WORK ITEM -> After finding the line with "pub struct Task" in the entries below, retype exactly each line from there through the line with "everything else empty", including that final line.

DATA SHOWN ->
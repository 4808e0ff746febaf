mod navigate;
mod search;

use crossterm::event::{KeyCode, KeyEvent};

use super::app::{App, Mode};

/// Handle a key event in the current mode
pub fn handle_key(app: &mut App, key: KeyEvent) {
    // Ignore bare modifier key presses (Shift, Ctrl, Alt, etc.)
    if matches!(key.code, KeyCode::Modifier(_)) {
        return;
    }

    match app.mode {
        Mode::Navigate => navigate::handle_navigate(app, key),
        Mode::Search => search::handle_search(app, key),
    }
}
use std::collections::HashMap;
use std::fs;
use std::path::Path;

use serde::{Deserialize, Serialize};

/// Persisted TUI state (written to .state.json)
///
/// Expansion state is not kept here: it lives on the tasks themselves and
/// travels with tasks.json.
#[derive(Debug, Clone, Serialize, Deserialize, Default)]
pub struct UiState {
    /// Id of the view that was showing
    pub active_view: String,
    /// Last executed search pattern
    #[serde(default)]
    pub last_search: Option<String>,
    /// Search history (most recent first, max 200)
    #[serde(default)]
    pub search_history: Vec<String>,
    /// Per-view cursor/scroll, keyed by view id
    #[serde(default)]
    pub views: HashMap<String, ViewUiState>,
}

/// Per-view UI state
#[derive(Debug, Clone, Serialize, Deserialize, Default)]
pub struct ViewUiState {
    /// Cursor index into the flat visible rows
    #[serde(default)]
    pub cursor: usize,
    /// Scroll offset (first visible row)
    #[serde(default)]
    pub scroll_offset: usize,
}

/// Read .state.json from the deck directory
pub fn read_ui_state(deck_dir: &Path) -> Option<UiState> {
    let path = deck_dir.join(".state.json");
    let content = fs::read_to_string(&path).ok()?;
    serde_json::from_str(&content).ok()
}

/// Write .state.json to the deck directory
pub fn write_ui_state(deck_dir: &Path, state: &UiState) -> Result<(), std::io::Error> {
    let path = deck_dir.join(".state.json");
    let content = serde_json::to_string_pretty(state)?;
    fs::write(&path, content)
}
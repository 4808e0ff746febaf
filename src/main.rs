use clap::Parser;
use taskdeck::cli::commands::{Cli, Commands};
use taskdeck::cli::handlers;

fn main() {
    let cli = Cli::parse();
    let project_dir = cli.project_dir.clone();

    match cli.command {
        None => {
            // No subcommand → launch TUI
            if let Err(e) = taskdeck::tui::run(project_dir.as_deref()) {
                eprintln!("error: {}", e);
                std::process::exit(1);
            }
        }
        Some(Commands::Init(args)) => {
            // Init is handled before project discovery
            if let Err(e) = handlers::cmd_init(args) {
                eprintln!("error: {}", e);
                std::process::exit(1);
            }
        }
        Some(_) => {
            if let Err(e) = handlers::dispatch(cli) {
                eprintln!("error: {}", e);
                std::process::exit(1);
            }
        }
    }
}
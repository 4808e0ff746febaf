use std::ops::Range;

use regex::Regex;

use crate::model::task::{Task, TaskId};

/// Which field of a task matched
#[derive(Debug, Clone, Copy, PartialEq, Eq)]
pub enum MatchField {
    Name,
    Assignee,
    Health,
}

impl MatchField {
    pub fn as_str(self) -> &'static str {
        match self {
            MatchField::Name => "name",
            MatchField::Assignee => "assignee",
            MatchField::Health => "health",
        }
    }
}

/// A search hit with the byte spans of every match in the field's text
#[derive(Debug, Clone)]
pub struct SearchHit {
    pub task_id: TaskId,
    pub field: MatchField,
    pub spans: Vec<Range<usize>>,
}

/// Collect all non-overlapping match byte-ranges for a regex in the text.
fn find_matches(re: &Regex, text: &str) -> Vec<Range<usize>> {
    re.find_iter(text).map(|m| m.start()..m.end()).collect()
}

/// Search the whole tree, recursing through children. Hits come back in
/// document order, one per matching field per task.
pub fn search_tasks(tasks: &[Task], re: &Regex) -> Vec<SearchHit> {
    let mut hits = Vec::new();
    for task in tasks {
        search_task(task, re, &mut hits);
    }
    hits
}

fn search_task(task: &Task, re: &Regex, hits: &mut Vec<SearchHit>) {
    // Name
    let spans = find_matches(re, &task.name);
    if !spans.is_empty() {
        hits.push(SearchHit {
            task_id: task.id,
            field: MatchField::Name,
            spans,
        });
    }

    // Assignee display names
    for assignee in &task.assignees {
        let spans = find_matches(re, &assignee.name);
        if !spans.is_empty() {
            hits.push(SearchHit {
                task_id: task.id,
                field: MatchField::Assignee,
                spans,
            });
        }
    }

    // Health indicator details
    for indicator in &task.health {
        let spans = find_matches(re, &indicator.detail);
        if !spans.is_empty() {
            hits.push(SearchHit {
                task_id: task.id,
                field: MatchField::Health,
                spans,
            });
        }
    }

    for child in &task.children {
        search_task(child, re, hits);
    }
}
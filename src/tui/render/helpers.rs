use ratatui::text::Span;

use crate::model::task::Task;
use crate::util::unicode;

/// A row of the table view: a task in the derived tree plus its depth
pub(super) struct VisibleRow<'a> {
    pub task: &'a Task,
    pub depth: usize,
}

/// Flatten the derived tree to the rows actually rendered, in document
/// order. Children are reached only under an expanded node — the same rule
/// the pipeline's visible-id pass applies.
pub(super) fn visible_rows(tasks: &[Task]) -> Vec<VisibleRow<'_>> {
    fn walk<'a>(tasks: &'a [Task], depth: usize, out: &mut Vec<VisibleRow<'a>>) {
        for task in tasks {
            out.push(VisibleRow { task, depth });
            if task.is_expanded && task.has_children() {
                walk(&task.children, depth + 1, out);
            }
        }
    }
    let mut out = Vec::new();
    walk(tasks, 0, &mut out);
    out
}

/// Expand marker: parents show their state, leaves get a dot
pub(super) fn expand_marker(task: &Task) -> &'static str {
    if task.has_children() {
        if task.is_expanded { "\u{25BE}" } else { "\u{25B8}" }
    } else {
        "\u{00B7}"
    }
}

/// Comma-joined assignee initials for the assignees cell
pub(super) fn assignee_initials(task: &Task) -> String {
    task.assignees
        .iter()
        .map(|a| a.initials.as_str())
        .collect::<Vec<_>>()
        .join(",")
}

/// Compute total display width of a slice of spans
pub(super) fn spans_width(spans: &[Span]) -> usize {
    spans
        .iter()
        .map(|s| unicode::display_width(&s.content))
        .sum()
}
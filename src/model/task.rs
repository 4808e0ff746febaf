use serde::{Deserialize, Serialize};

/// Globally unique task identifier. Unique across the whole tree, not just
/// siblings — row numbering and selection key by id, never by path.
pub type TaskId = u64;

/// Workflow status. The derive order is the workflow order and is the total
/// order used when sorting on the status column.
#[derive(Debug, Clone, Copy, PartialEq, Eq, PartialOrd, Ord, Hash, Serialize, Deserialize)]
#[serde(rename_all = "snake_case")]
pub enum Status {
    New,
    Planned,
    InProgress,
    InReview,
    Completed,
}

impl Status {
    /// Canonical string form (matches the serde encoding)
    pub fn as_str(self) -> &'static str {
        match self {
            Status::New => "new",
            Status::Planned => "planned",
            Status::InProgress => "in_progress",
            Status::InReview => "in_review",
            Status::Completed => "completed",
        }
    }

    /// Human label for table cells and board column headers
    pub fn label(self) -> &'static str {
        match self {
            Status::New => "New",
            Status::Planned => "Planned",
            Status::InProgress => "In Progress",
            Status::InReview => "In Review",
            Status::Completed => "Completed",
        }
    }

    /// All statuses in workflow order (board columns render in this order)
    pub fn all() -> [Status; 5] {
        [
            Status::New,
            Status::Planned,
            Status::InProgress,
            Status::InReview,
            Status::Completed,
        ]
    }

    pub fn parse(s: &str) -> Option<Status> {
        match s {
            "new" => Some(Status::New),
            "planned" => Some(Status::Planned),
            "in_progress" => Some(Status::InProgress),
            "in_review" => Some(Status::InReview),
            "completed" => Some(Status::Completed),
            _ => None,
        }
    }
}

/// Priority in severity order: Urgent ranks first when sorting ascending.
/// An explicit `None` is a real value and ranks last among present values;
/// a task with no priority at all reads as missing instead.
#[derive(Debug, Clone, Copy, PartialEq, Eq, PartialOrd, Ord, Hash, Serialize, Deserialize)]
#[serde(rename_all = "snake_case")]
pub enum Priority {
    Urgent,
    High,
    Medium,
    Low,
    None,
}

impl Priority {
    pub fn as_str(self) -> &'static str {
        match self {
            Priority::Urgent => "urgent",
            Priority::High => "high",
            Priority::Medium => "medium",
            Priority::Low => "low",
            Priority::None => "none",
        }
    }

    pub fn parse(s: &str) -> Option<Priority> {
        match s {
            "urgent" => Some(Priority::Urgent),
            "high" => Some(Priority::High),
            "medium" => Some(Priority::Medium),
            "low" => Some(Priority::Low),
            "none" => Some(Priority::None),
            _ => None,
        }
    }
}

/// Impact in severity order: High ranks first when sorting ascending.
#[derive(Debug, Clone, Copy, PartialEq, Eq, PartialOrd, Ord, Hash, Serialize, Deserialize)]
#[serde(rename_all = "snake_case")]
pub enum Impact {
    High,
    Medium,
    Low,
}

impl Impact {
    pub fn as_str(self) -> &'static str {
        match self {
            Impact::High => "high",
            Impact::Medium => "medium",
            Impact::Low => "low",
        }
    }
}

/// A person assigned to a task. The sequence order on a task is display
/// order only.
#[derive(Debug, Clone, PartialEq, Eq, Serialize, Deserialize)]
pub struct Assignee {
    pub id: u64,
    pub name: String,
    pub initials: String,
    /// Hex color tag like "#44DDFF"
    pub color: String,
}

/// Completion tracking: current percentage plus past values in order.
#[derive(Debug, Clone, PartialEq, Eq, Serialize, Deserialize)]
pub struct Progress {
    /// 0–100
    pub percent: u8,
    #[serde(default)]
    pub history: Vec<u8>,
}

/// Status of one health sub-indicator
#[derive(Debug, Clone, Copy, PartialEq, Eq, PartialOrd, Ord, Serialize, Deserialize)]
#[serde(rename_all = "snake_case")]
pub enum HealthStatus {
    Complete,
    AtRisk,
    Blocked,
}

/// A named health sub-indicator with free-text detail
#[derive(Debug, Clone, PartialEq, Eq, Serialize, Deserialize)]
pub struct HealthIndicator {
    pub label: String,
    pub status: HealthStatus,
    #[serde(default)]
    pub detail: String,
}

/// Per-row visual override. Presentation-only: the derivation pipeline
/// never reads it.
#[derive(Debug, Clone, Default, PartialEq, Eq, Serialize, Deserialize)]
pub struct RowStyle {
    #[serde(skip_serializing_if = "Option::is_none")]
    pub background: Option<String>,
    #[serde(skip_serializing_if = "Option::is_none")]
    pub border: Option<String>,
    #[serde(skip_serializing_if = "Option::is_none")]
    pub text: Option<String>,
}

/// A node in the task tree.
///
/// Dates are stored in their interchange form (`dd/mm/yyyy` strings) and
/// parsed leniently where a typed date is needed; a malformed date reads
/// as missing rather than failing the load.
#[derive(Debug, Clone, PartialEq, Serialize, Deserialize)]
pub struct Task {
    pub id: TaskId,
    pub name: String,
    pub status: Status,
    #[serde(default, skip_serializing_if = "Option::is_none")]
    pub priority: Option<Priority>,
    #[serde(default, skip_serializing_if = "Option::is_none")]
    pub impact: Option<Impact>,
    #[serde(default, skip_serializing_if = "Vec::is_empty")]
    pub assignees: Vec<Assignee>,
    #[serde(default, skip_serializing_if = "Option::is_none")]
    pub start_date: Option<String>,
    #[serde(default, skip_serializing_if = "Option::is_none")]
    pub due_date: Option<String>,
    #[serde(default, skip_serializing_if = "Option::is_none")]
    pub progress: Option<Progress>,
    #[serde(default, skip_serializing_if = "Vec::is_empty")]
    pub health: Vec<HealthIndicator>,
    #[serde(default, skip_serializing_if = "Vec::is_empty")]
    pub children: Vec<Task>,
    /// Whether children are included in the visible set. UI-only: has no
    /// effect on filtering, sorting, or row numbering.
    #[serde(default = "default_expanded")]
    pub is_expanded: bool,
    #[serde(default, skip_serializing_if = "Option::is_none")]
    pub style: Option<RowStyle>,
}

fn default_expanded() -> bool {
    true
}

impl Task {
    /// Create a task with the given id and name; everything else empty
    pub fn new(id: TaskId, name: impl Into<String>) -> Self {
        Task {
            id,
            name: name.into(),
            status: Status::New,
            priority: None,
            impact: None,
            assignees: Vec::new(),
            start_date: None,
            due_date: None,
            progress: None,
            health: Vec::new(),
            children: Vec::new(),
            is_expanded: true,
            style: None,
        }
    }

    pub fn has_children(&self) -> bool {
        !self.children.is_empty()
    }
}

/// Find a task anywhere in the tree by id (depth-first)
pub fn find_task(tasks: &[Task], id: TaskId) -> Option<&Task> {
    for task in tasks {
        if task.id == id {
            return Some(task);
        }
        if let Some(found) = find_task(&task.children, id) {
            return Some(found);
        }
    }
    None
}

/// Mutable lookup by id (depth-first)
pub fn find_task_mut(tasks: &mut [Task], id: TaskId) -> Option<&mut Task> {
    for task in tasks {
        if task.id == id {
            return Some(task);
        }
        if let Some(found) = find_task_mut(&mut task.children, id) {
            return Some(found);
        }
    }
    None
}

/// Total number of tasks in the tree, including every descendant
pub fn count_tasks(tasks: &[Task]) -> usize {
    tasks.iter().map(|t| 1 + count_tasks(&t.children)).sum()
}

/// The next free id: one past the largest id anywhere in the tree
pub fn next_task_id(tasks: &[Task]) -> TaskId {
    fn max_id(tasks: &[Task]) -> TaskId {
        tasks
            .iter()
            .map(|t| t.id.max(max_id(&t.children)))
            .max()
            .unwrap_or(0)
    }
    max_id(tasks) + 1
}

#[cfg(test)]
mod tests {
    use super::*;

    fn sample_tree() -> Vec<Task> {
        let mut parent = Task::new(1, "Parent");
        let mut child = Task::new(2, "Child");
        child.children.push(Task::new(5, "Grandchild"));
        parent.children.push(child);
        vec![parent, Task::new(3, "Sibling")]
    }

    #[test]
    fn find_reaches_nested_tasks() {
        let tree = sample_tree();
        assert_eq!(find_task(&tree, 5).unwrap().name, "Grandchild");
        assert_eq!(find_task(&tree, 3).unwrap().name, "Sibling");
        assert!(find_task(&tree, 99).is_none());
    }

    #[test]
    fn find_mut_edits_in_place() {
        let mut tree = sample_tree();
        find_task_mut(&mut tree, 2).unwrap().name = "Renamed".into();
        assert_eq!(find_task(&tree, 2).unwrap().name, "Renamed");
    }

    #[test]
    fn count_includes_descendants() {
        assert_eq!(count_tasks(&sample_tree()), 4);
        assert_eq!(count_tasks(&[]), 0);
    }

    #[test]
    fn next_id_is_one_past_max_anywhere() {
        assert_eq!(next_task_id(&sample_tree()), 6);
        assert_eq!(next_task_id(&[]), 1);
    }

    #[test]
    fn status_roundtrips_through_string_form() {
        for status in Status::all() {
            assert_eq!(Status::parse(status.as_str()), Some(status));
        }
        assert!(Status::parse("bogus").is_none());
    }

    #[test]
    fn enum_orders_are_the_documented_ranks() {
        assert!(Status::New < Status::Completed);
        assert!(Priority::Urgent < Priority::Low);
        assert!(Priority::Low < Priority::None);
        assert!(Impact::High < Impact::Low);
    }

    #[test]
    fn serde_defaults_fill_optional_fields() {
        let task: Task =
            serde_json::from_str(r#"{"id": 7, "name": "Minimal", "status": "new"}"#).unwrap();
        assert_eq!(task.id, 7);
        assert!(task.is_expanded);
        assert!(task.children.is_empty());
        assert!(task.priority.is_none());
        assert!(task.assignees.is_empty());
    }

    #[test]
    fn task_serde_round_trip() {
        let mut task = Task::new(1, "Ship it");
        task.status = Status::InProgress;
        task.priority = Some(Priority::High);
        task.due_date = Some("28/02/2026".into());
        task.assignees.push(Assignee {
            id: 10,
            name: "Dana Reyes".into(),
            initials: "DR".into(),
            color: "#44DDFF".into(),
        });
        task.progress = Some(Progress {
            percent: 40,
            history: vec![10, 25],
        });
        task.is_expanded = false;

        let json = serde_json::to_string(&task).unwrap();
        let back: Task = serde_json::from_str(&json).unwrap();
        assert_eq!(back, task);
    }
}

TASK RESPONSE ->
pub struct Task {
    pub id: TaskId,
    pub name: String,
    pub status: Status,
    #[serde(default, skip_serializing_if = "Option::is_none")]
    pub priority: Option<Priority>,
    #[serde(default, skip_serializing_if = "Option::is_none")]
    pub impact: Option<Impact>,
    #[serde(default, skip_serializing_if = "Vec::is_empty")]
    pub assignees: Vec<Assignee>,
    #[serde(default, skip_serializing_if = "Option::is_none")]
    pub start_date: Option<String>,
    #[serde(default, skip_serializing_if = "Option::is_none")]
    pub due_date: Option<String>,
    #[serde(default, skip_serializing_if = "Option::is_none")]
    pub progress: Option<Progress>,
    #[serde(default, skip_serializing_if = "Vec::is_empty")]
    pub health: Vec<HealthIndicator>,
    #[serde(default, skip_serializing_if = "Vec::is_empty")]
    pub children: Vec<Task>,
    /// Whether children are included in the visible set. UI-only: has no
    /// effect on filtering, sorting, or row numbering.
    #[serde(default = "default_expanded")]
    pub is_expanded: bool,
    #[serde(default, skip_serializing_if = "Option::is_none")]
    pub style: Option<RowStyle>,
}

fn default_expanded() -> bool {
    true
}

impl Task {
    /// Create a task with the given id and name; everything else empty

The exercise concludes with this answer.